Que time é esse?

28/10/2017, 12:11

Vou ser sincero com vocês: eu cansei de tentar decifrar o Flamengo 2017. Essa esfinge me devorou.Trata-se de uma equipe capaz de fazer um primeiro tempo auspicioso, cheio de atitude e lampejos de bom futebol, como foi o de quarta-feira, e em seguida voltar para a segunda etapa como se não tivesse mais nada a realizar dentro de um campo gramado com duas balizas uma de cada lado.

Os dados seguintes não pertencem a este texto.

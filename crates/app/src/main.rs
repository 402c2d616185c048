use std::process::ExitCode;

use clap::Parser;
use tracing_subscriber::{layer::SubscriberExt, util::SubscriberInitExt};

use applica_app::cli::{self, Cli};
use applica_app::AppConfig;

#[tokio::main]
async fn main() -> ExitCode {
    dotenvy::dotenv().ok();

    // --- Tracing ---
    tracing_subscriber::registry()
        .with(
            tracing_subscriber::EnvFilter::try_from_default_env()
                .unwrap_or_else(|_| "applica_app=info".into()),
        )
        .with(tracing_subscriber::fmt::layer().with_writer(std::io::stderr))
        .init();

    cli::install_panic_hook();
    let cli = Cli::parse();

    match run(cli).await {
        Ok(output) => {
            println!("{output}");
            ExitCode::SUCCESS
        }
        Err(e) => {
            tracing::error!(error = %e, "Command failed");
            eprintln!("{}", cli::failure_report(format!("{e:#}")));
            ExitCode::FAILURE
        }
    }
}

async fn run(cli: Cli) -> anyhow::Result<String> {
    let config = AppConfig::from_env()?;
    tracing::debug!(data_dir = %config.data_dir.display(), "Loaded configuration");
    cli::run(cli, config).await
}
//! Applica application layer.
//!
//! Wires the session store, mission progress, feed loader and audit sink
//! into one [`App`] that exposes the view actions (start onboarding, submit
//! the purpose test, complete a mission, like a post) and drives the
//! [`Navigator`]. The `applica` binary is a thin command-line front end over
//! it.

pub mod app;
pub mod cli;
pub mod config;
pub mod error;
pub mod navigator;
pub mod profile;

pub use app::{App, MissionCard};
pub use config::AppConfig;
pub use error::{ActionError, ConfigError};
pub use navigator::Navigator;
pub use profile::ProfileView;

Às vezes, como no primeiro tempo em questão, eu vejo esse time jogando e penso que a gente pega pesado demais com os caras. Que nossas expectativas são sempre tão gigantescas que esquecemos que eles são apenas bons jogadores, muitos dos quais superestimados, vestindo a camisa mais poderosa do mundo. Que se esforçam para cumprir a missão, fazem tudo que podem mesmo que seja menos do que a gente gostaria.

Mas logo em seguida, como na tenebrosa etapa complementar, penso que não. Nada disso. Não é possível que corra sangue nas veias de uns sujeitos tão sem pegada. Um bando que atrai um adversário evidentemente inferior em qualidade técnica para dentro de seu campo de defesa, quase que implorando para levar um gol de empate em uma partida decisiva.

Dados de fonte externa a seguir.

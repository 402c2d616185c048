/// Mission templates are numbered by the application, starting at 1.
pub type MissionId = u32;

/// Feed post identifier as delivered by the feed endpoint.
pub type PostId = u64;

/// All timestamps are UTC.
pub type Timestamp = chrono::DateTime<chrono::Utc>;
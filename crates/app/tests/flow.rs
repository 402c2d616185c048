//! End-to-end tests of the onboarding to feed flow.

use std::sync::Arc;
use std::time::Duration;

use applica_app::cli::{self, Cli};
use applica_app::{ActionError, App, AppConfig};
use applica_core::route::View;
use applica_core::user::UserPatch;
use applica_events::BufferedAuditSink;
use applica_feed::{MockFeedSource, LOAD_ERROR_MESSAGE};
use applica_session::{FileStore, KeyValueStore, MemoryStore};
use assert_matches::assert_matches;
use clap::Parser;

fn answers(values: &[&str]) -> Vec<String> {
    values.iter().map(|s| s.to_string()).collect()
}

fn instant_feed() -> Arc<MockFeedSource> {
    Arc::new(MockFeedSource::default().with_delay(Duration::ZERO))
}

fn boot(storage: Arc<dyn KeyValueStore>) -> (App, Arc<BufferedAuditSink>) {
    let audit = Arc::new(BufferedAuditSink::default());
    let app = App::boot(storage, instant_feed(), audit.clone());
    (app, audit)
}

fn test_config(dir: &std::path::Path) -> AppConfig {
    AppConfig {
        data_dir: dir.to_path_buf(),
        feed_url: None,
        feed_mock_delay: Duration::ZERO,
        audit_buffer_capacity: 100,
    }
}

// ---------------------------------------------------------------------------
// Test: purpose test answers become the stored summary
// ---------------------------------------------------------------------------

#[test]
fn purpose_test_stores_summary_and_opens_missions() {
    let (mut app, audit) = boot(Arc::new(MemoryStore::new()));

    assert_eq!(app.start_onboarding(), View::PurposeTest);
    let view = app
        .submit_purpose_test(&answers(&["a", "b", "c", "d"]))
        .unwrap();

    assert_eq!(view, View::Missions);
    let user = app.session().get().unwrap();
    assert_eq!(user.purpose_summary.as_deref(), Some("a | b | c | d"));
    assert!(user.purpose_test_complete());
    assert!(user.onboarding_complete());

    let names: Vec<String> = audit
        .snapshot()
        .into_iter()
        .map(|e| e.event_name)
        .collect();
    assert_eq!(
        names,
        vec![
            "onboarding_complete",
            "route_change",
            "purpose_test_complete",
            "route_change"
        ]
    );
}

// ---------------------------------------------------------------------------
// Test: blank answers are rejected without mutation
// ---------------------------------------------------------------------------

#[test]
fn missing_answers_are_reported() {
    let (mut app, audit) = boot(Arc::new(MemoryStore::new()));

    assert_matches!(
        app.submit_purpose_test(&answers(&["a", "", "c"])),
        Err(ActionError::Unanswered(idx)) if idx == vec![1, 3]
    );
    assert!(!app.session().is_signed_in());
    assert!(audit.is_empty());
}

// ---------------------------------------------------------------------------
// Test: actions complete without any audit recording
// ---------------------------------------------------------------------------

#[test]
fn actions_work_with_the_noop_sink() {
    let mut app = App::boot_unaudited(Arc::new(MemoryStore::new()), instant_feed());

    app.start_onboarding();
    assert_eq!(
        app.submit_purpose_test(&answers(&["a", "b", "c", "d"])).unwrap(),
        View::Missions
    );
    assert!(app.complete_mission(4).unwrap());
    assert_eq!(app.current_view(), View::Feed);
}

// ---------------------------------------------------------------------------
// Test: completing a mission twice only counts once
// ---------------------------------------------------------------------------

#[test]
fn mission_completion_is_idempotent() {
    let (mut app, audit) = boot(Arc::new(MemoryStore::new()));
    app.session_mut().set(UserPatch {
        id: Some("u-1".to_string()),
        ..UserPatch::default()
    });

    assert!(app.complete_mission(1).unwrap());
    assert!(!app.complete_mission(1).unwrap());

    let completions: Vec<_> = audit
        .snapshot()
        .into_iter()
        .filter(|e| e.event_name == "mission_complete")
        .collect();
    assert_eq!(completions.len(), 1);
    assert_eq!(completions[0].field("userId").unwrap(), "u-1");

    let cards = app.missions();
    assert_eq!(cards.len(), 4);
    assert!(cards[0].completed);
    assert!(cards[1..].iter().all(|c| !c.completed));
}

// ---------------------------------------------------------------------------
// Test: feed failure shows the inline message; likes are audited
// ---------------------------------------------------------------------------

#[tokio::test]
async fn failing_feed_shows_message() {
    let audit = Arc::new(BufferedAuditSink::default());
    let app = App::boot(
        Arc::new(MemoryStore::new()),
        Arc::new(MockFeedSource::failing("offline").with_delay(Duration::ZERO)),
        audit,
    );

    let state = app.load_feed().await;
    assert!(!state.is_loading());
    assert!(state.posts().is_empty());
    assert_eq!(state.error(), Some(LOAD_ERROR_MESSAGE));
}

#[tokio::test]
async fn like_toggles_and_is_audited() {
    let (app, audit) = boot(Arc::new(MemoryStore::new()));

    let state = app.load_feed().await;
    let before = state.posts()[0].clone();

    let liked = app.toggle_like(before.id).await.unwrap();
    assert_eq!(liked.likes, before.likes + 1);
    assert!(liked.liked_by_current_user);

    let unliked = app.toggle_like(before.id).await.unwrap();
    assert_eq!(unliked, before);

    let likes: Vec<_> = audit
        .snapshot()
        .into_iter()
        .filter(|e| e.event_name == "post_like")
        .collect();
    assert_eq!(likes.len(), 2);
    assert_eq!(likes[0].field("liked").unwrap(), true);
    assert_eq!(likes[1].field("liked").unwrap(), false);
    assert_eq!(likes[0].field("userId").unwrap(), "anonymous");
}

// ---------------------------------------------------------------------------
// Test: progress survives a reload from disk
// ---------------------------------------------------------------------------

#[test]
fn reload_restores_user_and_missions() {
    let dir = tempfile::tempdir().unwrap();

    {
        let (mut app, _) = boot(Arc::new(FileStore::open(dir.path()).unwrap()));
        app.update_profile(UserPatch {
            name: Some("Sage".to_string()),
            ..UserPatch::default()
        })
        .unwrap();
        app.start_onboarding();
        app.submit_purpose_test(&answers(&["w", "x", "y", "z"]))
            .unwrap();
        app.complete_mission(3).unwrap();
    }

    let (app, _) = boot(Arc::new(FileStore::open(dir.path()).unwrap()));
    assert!(!app.session().is_loading());

    let profile = app.profile().unwrap();
    assert_eq!(profile.name, "Sage");
    assert_eq!(profile.email, "Not provided");
    assert_eq!(profile.bio, "No bio added yet.");
    assert_eq!(profile.missions_completed, vec!["Volunteer in Your Area"]);
    assert_eq!(profile.purpose_insight.as_deref(), Some("w | x | y | z"));
}

#[test]
fn logout_clears_the_saved_session() {
    let dir = tempfile::tempdir().unwrap();

    {
        let (mut app, _) = boot(Arc::new(FileStore::open(dir.path()).unwrap()));
        app.start_onboarding();
        assert_eq!(app.logout(), View::Onboarding);
    }

    let (app, _) = boot(Arc::new(FileStore::open(dir.path()).unwrap()));
    assert!(!app.session().is_signed_in());
    assert!(app.profile().is_none());
}

// ---------------------------------------------------------------------------
// Test: command-line invocations share state through the data directory
// ---------------------------------------------------------------------------

async fn invoke(config: &AppConfig, args: &[&str]) -> String {
    let argv = std::iter::once("applica").chain(args.iter().copied());
    let cli = Cli::try_parse_from(argv).unwrap();
    cli::run(cli, config.clone()).await.unwrap()
}

#[tokio::test]
async fn cli_walkthrough() {
    let dir = tempfile::tempdir().unwrap();
    let config = test_config(dir.path());

    let out = invoke(&config, &["show"]).await;
    assert!(out.contains("Not signed in"));

    let out = invoke(&config, &["start"]).await;
    assert!(out.contains("Purpose Test"));

    let out = invoke(&config, &["purpose-test", "--answer", "a", "--answer", "b"]).await;
    assert_eq!(out, "Please answer all questions (missing: 3, 4).");

    let out = invoke(
        &config,
        &[
            "purpose-test", "--answer", "a", "--answer", "b", "--answer", "c", "--answer", "d",
        ],
    )
    .await;
    assert!(out.starts_with("Purpose saved: a | b | c | d"));

    let out = invoke(&config, &["complete", "2"]).await;
    assert!(out.starts_with("Mission 2 completed."));
    assert!(out.contains("Kai"));

    let out = invoke(&config, &["complete", "2"]).await;
    assert_eq!(out, "Mission 2 is already completed.");

    let out = invoke(&config, &["--audit", "profile"]).await;
    assert!(out.contains("Interview Someone Inspiring"));
    assert!(out.contains("Purpose insight: a | b | c | d"));
    assert!(out.contains("\"eventName\":\"route_change\""));

    invoke(&config, &["logout"]).await;
    let out = invoke(&config, &["profile"]).await;
    assert!(out.starts_with("You're not logged in."));
}

#[tokio::test]
async fn cli_unknown_mission_is_an_error() {
    let dir = tempfile::tempdir().unwrap();
    let cli = Cli::try_parse_from(["applica", "complete", "42"]).unwrap();

    let err = cli::run(cli, test_config(dir.path())).await.unwrap_err();
    assert!(err.to_string().contains("Mission"));
}

// ---------------------------------------------------------------------------
// Test: an unusable data directory starts signed out instead of failing
// ---------------------------------------------------------------------------

#[tokio::test]
async fn unusable_data_dir_falls_back_to_memory() {
    let dir = tempfile::tempdir().unwrap();
    let not_a_dir = dir.path().join("not_a_dir");
    std::fs::write(&not_a_dir, "plain file").unwrap();
    let config = test_config(&not_a_dir);

    let out = invoke(&config, &["show"]).await;
    assert!(out.starts_with("View: Onboarding"));
    assert!(out.contains("Not signed in"));

    let out = invoke(&config, &["start"]).await;
    assert!(out.contains("Purpose Test"));

    // Nothing was saved, so the next invocation is signed out again.
    let out = invoke(&config, &["profile"]).await;
    assert!(out.starts_with("You're not logged in."));

    let app = App::from_config(&config, Arc::new(BufferedAuditSink::default()));
    assert!(!app.session().is_loading());
    assert!(!app.session().is_signed_in());
}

Ao fim do jogo, vi nossos jogadores festejando o resultado, exaltando a própria “garra” e dizendo que jogaram “com o regulamento” já que a contenda era fora de casa e tinham feito um gol. Ora bolas, fiquei ainda mais confuso. Se a partida era fora e já tinham feito um gol, melhor então era continuar atacando e tentar marcar um segundo que nos colocaria em vantagem muito mais evidente, não? Se existe algum momento mais propício a se defender — coisa que eu não acredito —, não seria justamente no jogo de volta, quando o gol dos caras (Deus nos livre!) vale dois?

Mas o time que temos hoje é esse aí. Comandado por um técnico vitorioso que fala tudo certinho nas entrevistas, reafirma a necessidade de reviver a mística rubro-negra, mas coloca Márcio Araújo no lugar de um atacante.

Não estou cornetando o Rueda. Mesmo. Não acho que o colombiano tenho culpa de nada, coitado, chegou nessa no meio da maratona e não teve tempo real para implantar seu trabalho. Além disso, se os figuras estão no elenco sendo pagos, é porque têm que jogar. Mas acredito sim que suas ações e decisões precisam começar a acompanhar o seu discurso. Assim como é fundamental que se a diretoria de futebol quiser que esse projeto dê certo, deixe claro para o elenco que se ficarem meia-trava com el comandante, vão vazar antes dele.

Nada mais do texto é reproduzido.